• Exercise materials:
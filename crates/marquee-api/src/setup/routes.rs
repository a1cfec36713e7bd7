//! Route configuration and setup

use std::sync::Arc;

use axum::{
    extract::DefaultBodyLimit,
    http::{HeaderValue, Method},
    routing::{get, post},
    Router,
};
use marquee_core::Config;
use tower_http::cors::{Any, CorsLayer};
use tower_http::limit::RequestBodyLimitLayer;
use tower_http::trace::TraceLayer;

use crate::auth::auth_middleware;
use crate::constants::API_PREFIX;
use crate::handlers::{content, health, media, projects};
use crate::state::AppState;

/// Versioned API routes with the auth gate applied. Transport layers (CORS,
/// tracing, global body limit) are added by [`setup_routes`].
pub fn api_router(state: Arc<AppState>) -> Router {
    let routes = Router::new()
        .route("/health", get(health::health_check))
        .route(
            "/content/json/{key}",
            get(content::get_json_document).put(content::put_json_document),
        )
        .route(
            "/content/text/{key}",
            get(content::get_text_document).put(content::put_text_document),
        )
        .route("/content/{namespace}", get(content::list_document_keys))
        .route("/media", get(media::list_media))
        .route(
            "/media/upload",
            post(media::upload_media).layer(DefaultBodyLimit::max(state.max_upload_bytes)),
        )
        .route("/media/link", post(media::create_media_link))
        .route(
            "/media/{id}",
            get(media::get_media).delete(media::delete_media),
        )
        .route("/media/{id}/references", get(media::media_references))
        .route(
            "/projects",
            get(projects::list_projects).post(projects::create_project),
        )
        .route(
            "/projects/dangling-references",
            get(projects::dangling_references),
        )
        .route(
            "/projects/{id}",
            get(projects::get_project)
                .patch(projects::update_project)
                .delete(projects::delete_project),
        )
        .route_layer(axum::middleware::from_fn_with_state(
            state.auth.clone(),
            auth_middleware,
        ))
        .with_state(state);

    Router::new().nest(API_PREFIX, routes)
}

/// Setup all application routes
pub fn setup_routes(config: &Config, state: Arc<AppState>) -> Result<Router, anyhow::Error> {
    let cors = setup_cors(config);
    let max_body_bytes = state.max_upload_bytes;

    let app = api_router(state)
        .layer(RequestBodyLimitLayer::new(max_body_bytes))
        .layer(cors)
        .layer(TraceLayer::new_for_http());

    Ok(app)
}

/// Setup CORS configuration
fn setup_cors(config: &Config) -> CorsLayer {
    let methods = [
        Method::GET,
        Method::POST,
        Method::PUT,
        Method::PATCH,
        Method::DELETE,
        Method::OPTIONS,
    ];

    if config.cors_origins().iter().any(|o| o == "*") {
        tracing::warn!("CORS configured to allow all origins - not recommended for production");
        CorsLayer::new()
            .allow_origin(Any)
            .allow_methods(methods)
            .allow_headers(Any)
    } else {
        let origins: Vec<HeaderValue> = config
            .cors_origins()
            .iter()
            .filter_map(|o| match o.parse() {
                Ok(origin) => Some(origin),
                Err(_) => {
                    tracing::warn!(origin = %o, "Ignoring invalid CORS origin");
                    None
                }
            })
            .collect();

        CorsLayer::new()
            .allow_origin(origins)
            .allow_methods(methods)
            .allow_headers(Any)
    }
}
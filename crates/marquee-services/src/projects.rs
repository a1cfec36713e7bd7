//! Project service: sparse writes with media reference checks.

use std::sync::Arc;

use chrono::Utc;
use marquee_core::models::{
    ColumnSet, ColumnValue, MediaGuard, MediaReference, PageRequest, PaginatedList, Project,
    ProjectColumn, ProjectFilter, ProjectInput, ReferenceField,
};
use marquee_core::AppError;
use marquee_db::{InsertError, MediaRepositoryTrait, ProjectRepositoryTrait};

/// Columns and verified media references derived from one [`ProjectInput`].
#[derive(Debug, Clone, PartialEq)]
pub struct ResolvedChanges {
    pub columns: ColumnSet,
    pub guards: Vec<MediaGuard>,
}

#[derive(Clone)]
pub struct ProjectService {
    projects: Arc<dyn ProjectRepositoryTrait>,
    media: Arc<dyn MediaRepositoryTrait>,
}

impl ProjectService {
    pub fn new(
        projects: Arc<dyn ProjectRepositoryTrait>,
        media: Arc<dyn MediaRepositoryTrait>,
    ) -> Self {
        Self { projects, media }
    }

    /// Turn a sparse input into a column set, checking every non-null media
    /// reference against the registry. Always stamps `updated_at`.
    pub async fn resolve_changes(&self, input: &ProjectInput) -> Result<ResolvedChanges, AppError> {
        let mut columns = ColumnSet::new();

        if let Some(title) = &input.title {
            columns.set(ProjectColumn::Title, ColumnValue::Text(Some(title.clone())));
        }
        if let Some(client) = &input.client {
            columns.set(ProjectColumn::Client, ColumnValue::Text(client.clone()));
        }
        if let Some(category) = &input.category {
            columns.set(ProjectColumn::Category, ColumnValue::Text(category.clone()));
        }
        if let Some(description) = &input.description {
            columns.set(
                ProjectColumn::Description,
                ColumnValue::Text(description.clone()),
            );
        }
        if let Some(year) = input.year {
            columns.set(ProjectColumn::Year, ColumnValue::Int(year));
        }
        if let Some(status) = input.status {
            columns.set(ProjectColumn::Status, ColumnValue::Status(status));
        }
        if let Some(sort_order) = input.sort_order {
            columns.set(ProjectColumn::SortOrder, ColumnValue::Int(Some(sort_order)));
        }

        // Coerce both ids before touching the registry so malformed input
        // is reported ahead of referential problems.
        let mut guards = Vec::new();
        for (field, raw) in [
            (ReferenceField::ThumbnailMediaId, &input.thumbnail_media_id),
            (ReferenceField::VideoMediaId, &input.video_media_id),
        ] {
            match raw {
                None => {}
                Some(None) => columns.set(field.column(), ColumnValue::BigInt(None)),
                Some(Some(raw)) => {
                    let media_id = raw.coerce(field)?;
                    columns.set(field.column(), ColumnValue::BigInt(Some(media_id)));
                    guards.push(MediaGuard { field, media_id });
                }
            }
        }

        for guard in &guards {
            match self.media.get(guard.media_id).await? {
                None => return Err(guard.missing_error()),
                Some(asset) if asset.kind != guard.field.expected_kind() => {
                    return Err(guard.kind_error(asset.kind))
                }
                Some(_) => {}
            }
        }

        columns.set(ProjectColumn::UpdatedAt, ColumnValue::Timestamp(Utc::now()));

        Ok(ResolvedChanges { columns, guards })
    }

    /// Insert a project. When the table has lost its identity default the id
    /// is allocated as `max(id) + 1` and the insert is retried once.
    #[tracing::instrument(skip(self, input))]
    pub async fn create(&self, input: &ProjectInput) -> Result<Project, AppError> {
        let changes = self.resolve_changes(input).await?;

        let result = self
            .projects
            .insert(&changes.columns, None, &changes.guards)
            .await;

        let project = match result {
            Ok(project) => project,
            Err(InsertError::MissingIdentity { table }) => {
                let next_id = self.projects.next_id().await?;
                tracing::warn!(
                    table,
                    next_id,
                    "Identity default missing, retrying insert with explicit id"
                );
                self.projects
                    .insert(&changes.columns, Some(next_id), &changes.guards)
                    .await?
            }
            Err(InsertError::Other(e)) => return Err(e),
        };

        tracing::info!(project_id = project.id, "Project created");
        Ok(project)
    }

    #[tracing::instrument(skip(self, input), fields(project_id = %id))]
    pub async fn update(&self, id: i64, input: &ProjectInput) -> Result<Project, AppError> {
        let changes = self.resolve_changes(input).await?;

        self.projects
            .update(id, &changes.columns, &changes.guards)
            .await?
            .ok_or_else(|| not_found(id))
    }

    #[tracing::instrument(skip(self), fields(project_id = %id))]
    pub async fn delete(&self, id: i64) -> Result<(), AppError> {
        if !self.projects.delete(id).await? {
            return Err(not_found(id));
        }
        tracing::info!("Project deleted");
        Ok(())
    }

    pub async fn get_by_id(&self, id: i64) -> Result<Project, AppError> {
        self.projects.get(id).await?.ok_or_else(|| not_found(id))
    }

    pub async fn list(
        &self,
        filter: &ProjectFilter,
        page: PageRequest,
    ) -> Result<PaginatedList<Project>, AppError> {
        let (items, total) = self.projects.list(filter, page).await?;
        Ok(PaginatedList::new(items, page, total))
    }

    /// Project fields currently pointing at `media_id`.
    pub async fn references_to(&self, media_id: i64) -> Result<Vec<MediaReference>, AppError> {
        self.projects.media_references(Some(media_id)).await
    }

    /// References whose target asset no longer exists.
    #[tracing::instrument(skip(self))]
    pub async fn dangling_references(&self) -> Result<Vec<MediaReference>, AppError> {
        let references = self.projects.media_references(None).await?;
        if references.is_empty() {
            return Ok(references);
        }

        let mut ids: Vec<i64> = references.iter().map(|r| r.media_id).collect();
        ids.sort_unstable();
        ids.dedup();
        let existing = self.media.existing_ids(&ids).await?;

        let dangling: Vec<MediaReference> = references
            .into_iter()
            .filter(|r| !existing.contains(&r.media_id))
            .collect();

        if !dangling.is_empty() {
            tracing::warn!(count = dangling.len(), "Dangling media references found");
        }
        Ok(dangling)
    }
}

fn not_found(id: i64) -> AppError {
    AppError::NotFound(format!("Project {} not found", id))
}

• What you have to do: Based on the records above, how many lines hold the string "client"? Answer with the number by itself.

• Your response: 2